Sept 14 – Catherine McAuley & David Whyte

Wednesday, September 7 – “All this tripping about”

Getting very busy around the university; lots of fast walking and flipping from thought to thought and task to task.  Except tomorrow morning, when the university’s sacred anointing of a new year takes the form of “Celebrate Spirit!”  in the University Fitness Center at 11:30.   We celebrate with a Catholic mass, a homily and a speaker, and beautiful rituals of our identity.

Catherine McAuley could have been writing about Detroit Mercy as our new year cranks up in this memorable saying from her over-busy life leading the fledgling Sisters of Mercy.  The Mercies were born in an Ireland made brutal by the Industrial Revolution of British textiles when the Enclosure Movement evicted subsistence farmers from small plots to open broad spaces for sheep grazing.  Dublin became a city where wealth flourished in the center while its growing periphery packed in desperate poor people driven off those small village plots.  She named her fast walking and flipping from task to task “tripping about.”

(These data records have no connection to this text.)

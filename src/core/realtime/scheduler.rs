//! Rollover timing.
//!
//! [`RolloverConfig::delay_until_rollover`] is the pure scheduling rule;
//! [`Deadline`] is the single cancellable timer slot the state machine
//! selects on. Arming a deadline replaces any pending one, so at most one
//! trigger is ever outstanding.

use std::time::{Duration, SystemTime, UNIX_EPOCH};
use tokio::time::{Instant, sleep_until};

/// Safety margin before credential expiry.
pub const DEFAULT_SAFETY_MARGIN: Duration = Duration::from_secs(15);

/// Minimum delay before any rollover.
pub const DEFAULT_MIN_DELAY: Duration = Duration::from_secs(10);

/// Delay used when the expiry is unknown or a rollover failed.
pub const DEFAULT_FALLBACK_DELAY: Duration = Duration::from_secs(90);

/// How long a candidate may take to connect.
pub const DEFAULT_CONNECT_TIMEOUT: Duration = Duration::from_secs(20);

/// Timing constants of the rollover state machine.
#[derive(Debug, Clone, Copy, PartialEq, Eq)]
pub struct RolloverConfig {
    pub safety_margin: Duration,
    pub min_delay: Duration,
    pub fallback_delay: Duration,
    pub connect_timeout: Duration,
}

impl Default for RolloverConfig {
    fn default() -> Self {
        Self {
            safety_margin: DEFAULT_SAFETY_MARGIN,
            min_delay: DEFAULT_MIN_DELAY,
            fallback_delay: DEFAULT_FALLBACK_DELAY,
            connect_timeout: DEFAULT_CONNECT_TIMEOUT,
        }
    }
}

impl RolloverConfig {
    /// Delay from `now_ms` until the next rollover should start.
    ///
    /// `expiry - margin`, floored at `min_delay`; `fallback_delay` when the
    /// expiry is unknown.
    pub fn delay_until_rollover(&self, expires_at_ms: Option<i64>, now_ms: i64) -> Duration {
        let delay = match expires_at_ms {
            Some(expires) => {
                let ms = expires
                    .saturating_sub(now_ms)
                    .saturating_sub(self.safety_margin.as_millis() as i64);
                Duration::from_millis(ms.max(0) as u64)
            }
            None => self.fallback_delay,
        };
        delay.max(self.min_delay)
    }
}

/// Convenience wrapper around [`RolloverConfig::delay_until_rollover`] with
/// the default timings.
pub fn rollover_delay(expires_at_ms: Option<i64>, now_ms: i64) -> Duration {
    RolloverConfig::default().delay_until_rollover(expires_at_ms, now_ms)
}

/// Wall-clock milliseconds since the epoch.
pub fn now_ms() -> i64 {
    SystemTime::now()
        .duration_since(UNIX_EPOCH)
        .map(|d| d.as_millis() as i64)
        .unwrap_or_default()
}

/// A single cancellable deadline.
#[derive(Debug, Default)]
pub struct Deadline {
    at: Option<Instant>,
}

impl Deadline {
    pub fn new() -> Self {
        Self::default()
    }

    /// Arm `delay` from now, replacing any pending deadline.
    pub fn arm(&mut self, delay: Duration) -> Instant {
        let at = Instant::now() + delay;
        if self.at.replace(at).is_some() {
            tracing::debug!("Replacing pending deadline");
        }
        at
    }

    /// Disarm; returns whether a deadline was pending.
    pub fn cancel(&mut self) -> bool {
        self.at.take().is_some()
    }

    pub fn is_armed(&self) -> bool {
        self.at.is_some()
    }

    /// Time left until the deadline, if armed.
    pub fn remaining(&self) -> Option<Duration> {
        self.at.map(|at| at.saturating_duration_since(Instant::now()))
    }

    /// Resolves when the armed deadline passes, then disarms.
    ///
    /// Pends forever while unarmed. Cancel-safe: dropping the future leaves
    /// the deadline armed.
    pub async fn fired(&mut self) {
        match self.at {
            Some(at) => {
                sleep_until(at).await;
                self.at = None;
            }
            None => std::future::pending::<()>().await,
        }
    }
}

“Amidst all this tripping about: our hearts can always be in the same place
centered in God, for whom alone we go forward, or stay back.”
Catherine McAuley (December, 1840)


Catherine McAuley 1778 – 1841
Foundress: Sisters of Mercy 1831

Lovely expression, “tripping about.” Better to trip about, I guess, than to just trip.  Better to hustle and scramble with a moment of breathing here and there in the day.   Here’s a short poem to open a space for breathing  in  the middle of the early weeks of the academic year.  I’ve posted it three times before.

Have a blest day,


john sj

Today’s Post “Enough”

Enough. These few words are enough.
If not these words, this breath.
If not this breath, this sitting here.

This opening to the life
we have refused
again and again
until now.

David Whyte, Where Many Rivers Meet


p.s. An ordinary blessing from living in a community — perhaps especially an urban university community, perhaps especially a community in a city groaning with unpredictable and wild labor pains of birth all around the city — is that friends of many years sometimes turn up and you weren’t even the one who invited them;  another Jesuit did this time.    So this morning while making oatmeal for breakfast, a soul friend of many years, walked into our breakfast place.   We’ve talked a while about our lives and how we see the wide world in what this List calls “a work day in a hard time.”  We talked about posting to our blogs and poets we love.  She asked me if I ever posted David Whyte . . . .  yes.